## Your assignment
In the records below, the line with "filename src/volume.rs" opens the range and the line with "a water surface." closes it; print that range exactly and nothing else.

Records from a dataset

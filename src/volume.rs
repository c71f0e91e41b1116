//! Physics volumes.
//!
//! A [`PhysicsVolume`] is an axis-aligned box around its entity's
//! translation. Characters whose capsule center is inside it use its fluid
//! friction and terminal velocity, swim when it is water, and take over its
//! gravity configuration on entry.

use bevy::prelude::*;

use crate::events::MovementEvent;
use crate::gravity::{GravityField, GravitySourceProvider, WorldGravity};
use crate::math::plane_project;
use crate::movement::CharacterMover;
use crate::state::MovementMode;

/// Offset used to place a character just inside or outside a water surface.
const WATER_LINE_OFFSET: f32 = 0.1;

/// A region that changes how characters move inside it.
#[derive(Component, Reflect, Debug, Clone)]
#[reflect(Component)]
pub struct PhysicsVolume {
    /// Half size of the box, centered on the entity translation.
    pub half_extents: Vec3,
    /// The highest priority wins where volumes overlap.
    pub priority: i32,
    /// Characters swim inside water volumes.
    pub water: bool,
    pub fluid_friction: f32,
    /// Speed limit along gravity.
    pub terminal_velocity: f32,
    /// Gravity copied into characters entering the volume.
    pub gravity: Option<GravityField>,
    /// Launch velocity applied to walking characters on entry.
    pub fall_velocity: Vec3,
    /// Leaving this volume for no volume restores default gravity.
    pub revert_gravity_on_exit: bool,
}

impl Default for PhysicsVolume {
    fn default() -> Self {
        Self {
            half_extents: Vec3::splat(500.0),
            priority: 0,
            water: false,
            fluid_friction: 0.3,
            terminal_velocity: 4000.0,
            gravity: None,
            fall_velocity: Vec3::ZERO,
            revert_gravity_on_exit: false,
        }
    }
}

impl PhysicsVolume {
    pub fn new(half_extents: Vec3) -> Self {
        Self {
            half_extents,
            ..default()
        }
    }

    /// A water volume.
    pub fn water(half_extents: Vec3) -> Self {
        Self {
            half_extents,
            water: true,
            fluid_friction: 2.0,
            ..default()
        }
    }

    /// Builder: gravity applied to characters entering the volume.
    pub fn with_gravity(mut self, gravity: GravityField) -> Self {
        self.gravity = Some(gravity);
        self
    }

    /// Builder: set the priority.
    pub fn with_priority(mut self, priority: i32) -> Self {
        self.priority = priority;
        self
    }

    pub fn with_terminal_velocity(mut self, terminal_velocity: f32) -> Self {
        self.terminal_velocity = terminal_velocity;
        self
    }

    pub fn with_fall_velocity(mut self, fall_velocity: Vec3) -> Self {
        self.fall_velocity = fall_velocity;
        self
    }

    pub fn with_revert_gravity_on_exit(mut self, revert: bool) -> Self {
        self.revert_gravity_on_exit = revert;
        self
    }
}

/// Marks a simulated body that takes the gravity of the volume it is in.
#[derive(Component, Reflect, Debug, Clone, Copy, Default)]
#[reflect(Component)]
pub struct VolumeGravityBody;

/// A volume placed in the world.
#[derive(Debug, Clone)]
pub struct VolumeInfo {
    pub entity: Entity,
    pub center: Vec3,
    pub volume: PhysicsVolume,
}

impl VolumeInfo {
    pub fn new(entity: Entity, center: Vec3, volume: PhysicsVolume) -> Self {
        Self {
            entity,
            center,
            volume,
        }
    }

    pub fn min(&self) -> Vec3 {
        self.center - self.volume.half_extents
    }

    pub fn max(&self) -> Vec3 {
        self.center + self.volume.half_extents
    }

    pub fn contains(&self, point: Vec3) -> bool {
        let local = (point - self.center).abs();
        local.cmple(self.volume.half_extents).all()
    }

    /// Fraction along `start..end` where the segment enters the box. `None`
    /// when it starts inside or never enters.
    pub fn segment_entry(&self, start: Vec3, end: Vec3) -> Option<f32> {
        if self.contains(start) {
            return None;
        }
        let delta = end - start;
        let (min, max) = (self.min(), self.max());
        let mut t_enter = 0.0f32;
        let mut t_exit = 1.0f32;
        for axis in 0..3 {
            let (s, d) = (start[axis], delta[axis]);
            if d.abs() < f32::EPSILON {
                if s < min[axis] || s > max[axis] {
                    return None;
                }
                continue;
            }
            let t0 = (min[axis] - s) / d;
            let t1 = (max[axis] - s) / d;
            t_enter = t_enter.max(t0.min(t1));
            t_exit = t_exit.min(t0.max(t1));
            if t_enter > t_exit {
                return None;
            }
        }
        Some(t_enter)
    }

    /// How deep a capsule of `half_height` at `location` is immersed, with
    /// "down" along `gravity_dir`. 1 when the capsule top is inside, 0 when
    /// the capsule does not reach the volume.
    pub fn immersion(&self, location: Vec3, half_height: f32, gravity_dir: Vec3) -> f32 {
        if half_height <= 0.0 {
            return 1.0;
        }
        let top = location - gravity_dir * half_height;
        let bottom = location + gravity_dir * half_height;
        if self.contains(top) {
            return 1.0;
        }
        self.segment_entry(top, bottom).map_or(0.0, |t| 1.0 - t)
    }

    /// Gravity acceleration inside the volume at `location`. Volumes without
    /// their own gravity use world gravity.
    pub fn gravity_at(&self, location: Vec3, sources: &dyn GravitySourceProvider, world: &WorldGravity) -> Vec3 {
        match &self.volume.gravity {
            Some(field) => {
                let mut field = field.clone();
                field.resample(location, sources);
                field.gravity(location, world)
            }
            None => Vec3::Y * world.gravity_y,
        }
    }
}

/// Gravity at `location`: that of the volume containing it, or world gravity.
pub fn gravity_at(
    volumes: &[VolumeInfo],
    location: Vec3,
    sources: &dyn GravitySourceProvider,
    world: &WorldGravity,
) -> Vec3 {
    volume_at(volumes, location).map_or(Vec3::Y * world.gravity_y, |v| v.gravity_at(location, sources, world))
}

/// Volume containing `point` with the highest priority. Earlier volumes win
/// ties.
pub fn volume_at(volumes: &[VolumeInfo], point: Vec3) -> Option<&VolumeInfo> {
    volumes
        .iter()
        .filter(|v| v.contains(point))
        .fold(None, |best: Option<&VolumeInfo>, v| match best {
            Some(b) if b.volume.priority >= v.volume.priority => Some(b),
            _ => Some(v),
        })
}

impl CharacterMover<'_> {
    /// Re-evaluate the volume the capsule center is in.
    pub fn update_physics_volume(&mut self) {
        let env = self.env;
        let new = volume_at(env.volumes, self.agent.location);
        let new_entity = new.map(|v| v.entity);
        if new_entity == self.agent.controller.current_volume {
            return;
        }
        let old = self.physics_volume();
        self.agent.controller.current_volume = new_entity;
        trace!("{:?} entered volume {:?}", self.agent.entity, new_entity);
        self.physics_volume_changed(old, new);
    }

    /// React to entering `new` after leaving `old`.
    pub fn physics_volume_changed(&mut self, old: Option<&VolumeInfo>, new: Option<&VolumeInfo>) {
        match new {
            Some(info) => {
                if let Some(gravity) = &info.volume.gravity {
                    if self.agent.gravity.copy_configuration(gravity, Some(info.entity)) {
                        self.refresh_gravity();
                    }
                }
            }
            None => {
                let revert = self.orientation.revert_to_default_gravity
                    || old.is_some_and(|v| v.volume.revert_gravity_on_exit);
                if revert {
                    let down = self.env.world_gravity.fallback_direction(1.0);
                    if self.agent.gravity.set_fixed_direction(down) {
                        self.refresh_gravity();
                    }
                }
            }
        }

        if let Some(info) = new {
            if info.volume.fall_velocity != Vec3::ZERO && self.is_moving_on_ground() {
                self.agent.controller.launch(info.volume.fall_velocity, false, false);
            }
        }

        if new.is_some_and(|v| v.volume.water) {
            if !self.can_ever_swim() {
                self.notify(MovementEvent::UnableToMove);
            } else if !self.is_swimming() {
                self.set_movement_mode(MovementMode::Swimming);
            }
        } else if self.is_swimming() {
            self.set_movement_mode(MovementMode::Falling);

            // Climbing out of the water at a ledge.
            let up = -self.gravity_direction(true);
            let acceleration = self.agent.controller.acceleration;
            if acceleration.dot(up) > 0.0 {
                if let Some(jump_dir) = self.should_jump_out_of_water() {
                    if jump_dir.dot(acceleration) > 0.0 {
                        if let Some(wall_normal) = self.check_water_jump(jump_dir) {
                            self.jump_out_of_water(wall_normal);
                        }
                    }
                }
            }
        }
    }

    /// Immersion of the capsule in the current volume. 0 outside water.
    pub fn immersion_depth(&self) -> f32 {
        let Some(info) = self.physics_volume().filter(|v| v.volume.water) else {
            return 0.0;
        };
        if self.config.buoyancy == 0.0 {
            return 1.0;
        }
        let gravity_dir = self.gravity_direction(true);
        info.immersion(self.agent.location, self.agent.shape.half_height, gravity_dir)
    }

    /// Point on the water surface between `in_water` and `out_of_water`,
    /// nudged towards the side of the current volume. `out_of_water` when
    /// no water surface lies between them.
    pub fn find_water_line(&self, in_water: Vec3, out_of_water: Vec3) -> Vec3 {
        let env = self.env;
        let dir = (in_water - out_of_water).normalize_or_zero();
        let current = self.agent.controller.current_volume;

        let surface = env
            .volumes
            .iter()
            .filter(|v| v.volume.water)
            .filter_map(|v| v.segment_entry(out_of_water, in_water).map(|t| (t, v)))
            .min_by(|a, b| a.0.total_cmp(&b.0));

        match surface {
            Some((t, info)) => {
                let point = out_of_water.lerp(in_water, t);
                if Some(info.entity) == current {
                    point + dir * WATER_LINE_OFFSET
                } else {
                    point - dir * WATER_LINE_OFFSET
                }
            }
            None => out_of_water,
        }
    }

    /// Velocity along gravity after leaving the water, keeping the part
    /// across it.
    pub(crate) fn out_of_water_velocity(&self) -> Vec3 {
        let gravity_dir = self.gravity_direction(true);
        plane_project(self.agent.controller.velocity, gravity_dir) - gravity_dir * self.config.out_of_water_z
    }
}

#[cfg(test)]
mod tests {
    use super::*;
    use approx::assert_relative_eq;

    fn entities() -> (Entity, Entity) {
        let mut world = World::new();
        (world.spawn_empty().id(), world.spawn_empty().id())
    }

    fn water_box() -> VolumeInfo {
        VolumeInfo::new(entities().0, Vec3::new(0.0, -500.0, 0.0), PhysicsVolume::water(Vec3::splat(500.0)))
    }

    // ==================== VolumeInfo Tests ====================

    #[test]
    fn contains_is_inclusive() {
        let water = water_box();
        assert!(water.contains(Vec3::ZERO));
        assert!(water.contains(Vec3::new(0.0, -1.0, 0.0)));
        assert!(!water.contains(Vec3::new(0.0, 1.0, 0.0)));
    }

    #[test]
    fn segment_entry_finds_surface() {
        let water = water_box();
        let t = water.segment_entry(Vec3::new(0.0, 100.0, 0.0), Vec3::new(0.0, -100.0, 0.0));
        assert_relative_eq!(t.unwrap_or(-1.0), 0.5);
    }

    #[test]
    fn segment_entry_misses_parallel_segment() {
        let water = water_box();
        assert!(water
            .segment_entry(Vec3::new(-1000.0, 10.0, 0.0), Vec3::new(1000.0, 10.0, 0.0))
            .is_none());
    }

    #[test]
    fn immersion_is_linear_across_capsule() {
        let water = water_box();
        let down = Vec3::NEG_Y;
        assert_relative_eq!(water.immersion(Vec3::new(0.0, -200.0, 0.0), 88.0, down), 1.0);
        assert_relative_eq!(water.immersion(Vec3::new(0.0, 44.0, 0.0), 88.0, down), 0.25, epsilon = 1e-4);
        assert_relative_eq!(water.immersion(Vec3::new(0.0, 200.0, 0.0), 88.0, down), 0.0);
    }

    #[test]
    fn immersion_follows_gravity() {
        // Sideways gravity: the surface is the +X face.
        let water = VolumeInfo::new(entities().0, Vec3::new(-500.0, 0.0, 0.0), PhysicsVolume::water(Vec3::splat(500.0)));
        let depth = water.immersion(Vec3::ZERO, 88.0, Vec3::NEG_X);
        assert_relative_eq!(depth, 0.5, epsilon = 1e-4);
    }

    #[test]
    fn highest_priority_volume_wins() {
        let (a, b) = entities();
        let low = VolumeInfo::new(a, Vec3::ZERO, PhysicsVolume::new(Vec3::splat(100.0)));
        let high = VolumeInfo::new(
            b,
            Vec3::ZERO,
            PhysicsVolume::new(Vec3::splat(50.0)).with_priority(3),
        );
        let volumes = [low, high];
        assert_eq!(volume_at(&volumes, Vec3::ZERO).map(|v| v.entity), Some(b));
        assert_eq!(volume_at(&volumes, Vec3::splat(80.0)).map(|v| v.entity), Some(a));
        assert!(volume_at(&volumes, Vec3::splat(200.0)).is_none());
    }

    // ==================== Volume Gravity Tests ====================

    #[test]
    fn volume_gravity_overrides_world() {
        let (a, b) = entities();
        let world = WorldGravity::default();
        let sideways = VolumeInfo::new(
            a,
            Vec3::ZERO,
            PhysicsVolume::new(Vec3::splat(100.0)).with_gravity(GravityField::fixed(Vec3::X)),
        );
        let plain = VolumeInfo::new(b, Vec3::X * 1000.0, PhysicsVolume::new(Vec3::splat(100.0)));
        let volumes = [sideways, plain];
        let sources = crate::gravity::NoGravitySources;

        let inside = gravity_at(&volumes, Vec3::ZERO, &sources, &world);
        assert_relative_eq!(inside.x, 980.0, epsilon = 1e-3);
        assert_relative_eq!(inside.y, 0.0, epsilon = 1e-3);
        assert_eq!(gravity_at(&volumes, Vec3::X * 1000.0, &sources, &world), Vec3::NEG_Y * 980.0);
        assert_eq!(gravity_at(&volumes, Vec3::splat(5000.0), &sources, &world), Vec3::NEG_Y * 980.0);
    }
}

--

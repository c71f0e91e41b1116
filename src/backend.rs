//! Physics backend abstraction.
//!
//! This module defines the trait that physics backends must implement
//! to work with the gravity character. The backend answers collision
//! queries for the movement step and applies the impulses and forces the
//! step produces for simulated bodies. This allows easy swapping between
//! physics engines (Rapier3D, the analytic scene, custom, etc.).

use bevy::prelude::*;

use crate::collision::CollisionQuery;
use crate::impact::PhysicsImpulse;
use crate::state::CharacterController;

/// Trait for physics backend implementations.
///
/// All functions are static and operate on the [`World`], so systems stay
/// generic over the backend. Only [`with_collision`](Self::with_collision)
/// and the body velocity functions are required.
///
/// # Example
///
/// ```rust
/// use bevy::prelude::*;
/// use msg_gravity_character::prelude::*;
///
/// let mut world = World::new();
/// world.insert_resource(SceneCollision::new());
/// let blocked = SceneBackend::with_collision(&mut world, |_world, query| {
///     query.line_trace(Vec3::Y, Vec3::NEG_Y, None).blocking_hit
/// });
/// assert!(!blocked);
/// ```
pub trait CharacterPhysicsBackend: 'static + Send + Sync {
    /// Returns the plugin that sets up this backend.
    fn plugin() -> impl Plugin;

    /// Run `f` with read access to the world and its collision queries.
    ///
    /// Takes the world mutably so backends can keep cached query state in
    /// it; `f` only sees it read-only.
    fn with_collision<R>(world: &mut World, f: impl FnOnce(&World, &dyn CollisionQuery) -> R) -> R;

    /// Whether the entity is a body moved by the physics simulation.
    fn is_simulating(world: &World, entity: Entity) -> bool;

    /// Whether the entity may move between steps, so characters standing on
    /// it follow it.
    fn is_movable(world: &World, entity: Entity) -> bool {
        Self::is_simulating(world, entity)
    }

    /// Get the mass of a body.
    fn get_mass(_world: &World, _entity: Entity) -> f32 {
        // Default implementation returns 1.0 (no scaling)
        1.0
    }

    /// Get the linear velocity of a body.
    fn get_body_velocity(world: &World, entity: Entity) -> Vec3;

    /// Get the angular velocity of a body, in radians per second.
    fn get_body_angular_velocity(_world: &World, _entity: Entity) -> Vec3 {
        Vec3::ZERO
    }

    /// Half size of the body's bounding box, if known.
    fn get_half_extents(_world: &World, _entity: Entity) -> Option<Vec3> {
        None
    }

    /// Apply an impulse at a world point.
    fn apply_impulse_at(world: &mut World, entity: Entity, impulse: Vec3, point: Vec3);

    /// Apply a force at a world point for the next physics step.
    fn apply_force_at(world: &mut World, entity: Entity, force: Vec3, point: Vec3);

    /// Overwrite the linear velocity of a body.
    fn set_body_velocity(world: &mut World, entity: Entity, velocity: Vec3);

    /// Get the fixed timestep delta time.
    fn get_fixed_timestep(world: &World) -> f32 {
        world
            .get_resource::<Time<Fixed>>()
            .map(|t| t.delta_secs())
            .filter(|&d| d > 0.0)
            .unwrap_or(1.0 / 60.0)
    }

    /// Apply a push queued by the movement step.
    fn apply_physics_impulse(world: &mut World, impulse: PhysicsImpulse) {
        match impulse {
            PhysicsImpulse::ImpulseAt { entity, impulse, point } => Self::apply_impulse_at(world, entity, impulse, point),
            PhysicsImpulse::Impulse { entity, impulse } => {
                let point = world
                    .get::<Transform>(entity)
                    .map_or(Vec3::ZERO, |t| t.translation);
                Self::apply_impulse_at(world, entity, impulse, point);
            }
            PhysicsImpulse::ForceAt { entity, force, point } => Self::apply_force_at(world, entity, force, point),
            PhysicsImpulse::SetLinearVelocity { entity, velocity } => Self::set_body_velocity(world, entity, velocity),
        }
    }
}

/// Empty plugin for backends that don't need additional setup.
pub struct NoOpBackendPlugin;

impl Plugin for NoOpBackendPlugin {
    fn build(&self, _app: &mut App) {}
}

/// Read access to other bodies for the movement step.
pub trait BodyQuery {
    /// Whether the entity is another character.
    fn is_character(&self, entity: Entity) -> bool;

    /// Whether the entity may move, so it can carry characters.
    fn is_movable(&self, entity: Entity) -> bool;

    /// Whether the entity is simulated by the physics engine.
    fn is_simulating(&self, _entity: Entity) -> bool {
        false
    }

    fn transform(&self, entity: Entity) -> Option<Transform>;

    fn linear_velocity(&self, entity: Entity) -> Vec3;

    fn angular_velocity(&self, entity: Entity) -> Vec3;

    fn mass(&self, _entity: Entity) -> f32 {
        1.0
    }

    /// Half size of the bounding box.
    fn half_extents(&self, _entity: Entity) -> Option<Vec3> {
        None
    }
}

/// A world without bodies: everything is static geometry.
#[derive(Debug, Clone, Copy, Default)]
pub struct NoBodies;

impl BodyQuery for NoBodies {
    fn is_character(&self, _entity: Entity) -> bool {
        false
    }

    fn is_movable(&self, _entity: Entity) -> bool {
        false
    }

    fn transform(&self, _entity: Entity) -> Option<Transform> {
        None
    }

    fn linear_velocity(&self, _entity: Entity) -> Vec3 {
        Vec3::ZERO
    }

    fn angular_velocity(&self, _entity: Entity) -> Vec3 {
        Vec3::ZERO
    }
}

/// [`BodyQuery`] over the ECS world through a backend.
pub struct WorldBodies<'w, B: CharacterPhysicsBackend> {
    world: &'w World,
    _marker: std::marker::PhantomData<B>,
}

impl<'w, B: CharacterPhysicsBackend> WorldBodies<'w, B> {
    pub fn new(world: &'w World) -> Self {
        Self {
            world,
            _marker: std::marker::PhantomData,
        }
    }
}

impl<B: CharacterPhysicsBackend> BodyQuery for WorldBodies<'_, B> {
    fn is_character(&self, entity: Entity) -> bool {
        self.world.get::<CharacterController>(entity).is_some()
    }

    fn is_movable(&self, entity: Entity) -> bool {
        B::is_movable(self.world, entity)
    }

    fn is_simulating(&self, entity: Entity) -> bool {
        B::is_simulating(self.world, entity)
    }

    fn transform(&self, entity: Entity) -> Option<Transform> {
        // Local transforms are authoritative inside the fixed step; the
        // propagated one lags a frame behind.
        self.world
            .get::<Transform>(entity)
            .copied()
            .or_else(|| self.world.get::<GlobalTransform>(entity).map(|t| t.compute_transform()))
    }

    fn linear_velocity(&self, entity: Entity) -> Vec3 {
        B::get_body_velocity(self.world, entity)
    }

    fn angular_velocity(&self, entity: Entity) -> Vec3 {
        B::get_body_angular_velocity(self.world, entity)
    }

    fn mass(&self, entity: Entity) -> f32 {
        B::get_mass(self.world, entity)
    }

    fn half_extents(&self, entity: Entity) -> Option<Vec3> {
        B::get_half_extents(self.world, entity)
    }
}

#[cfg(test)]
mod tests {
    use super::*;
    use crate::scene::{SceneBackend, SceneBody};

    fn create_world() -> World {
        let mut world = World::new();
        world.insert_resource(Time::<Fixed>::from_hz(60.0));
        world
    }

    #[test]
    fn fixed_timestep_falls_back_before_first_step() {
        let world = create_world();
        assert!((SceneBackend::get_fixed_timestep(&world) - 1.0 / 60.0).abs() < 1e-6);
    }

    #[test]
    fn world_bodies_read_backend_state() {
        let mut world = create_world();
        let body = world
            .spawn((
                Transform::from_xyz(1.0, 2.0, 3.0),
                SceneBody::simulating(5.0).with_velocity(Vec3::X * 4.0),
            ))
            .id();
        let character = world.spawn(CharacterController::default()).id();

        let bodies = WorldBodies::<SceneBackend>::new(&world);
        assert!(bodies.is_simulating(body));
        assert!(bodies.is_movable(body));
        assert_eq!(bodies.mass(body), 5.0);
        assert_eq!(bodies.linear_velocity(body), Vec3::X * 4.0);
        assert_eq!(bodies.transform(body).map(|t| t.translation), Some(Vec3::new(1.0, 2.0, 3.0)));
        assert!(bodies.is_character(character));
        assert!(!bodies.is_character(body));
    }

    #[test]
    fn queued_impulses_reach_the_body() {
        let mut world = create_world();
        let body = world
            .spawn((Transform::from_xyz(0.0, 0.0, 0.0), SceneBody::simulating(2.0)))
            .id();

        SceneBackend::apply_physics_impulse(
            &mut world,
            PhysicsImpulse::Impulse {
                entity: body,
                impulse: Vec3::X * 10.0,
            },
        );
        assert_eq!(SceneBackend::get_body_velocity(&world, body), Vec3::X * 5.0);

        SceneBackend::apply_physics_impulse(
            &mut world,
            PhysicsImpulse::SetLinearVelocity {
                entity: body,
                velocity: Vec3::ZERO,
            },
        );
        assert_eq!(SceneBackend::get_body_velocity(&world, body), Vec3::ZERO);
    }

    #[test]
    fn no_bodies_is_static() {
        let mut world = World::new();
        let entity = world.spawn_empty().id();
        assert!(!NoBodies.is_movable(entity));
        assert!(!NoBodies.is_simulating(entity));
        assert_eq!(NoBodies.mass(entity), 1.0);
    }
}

## Expected answer
filename src/volume.rs
repository c71f0e91e41b1116
//! Physics volumes.
//!
//! A [`PhysicsVolume`] is an axis-aligned box around its entity's
//! translation. Characters whose capsule center is inside it use its fluid
//! friction and terminal velocity, swim when it is water, and take over its
//! gravity configuration on entry.

use bevy::prelude::*;

use crate::events::MovementEvent;
use crate::gravity::{GravityField, GravitySourceProvider, WorldGravity};
use crate::math::plane_project;
use crate::movement::CharacterMover;
use crate::state::MovementMode;

/// Offset used to place a character just inside or outside a water surface.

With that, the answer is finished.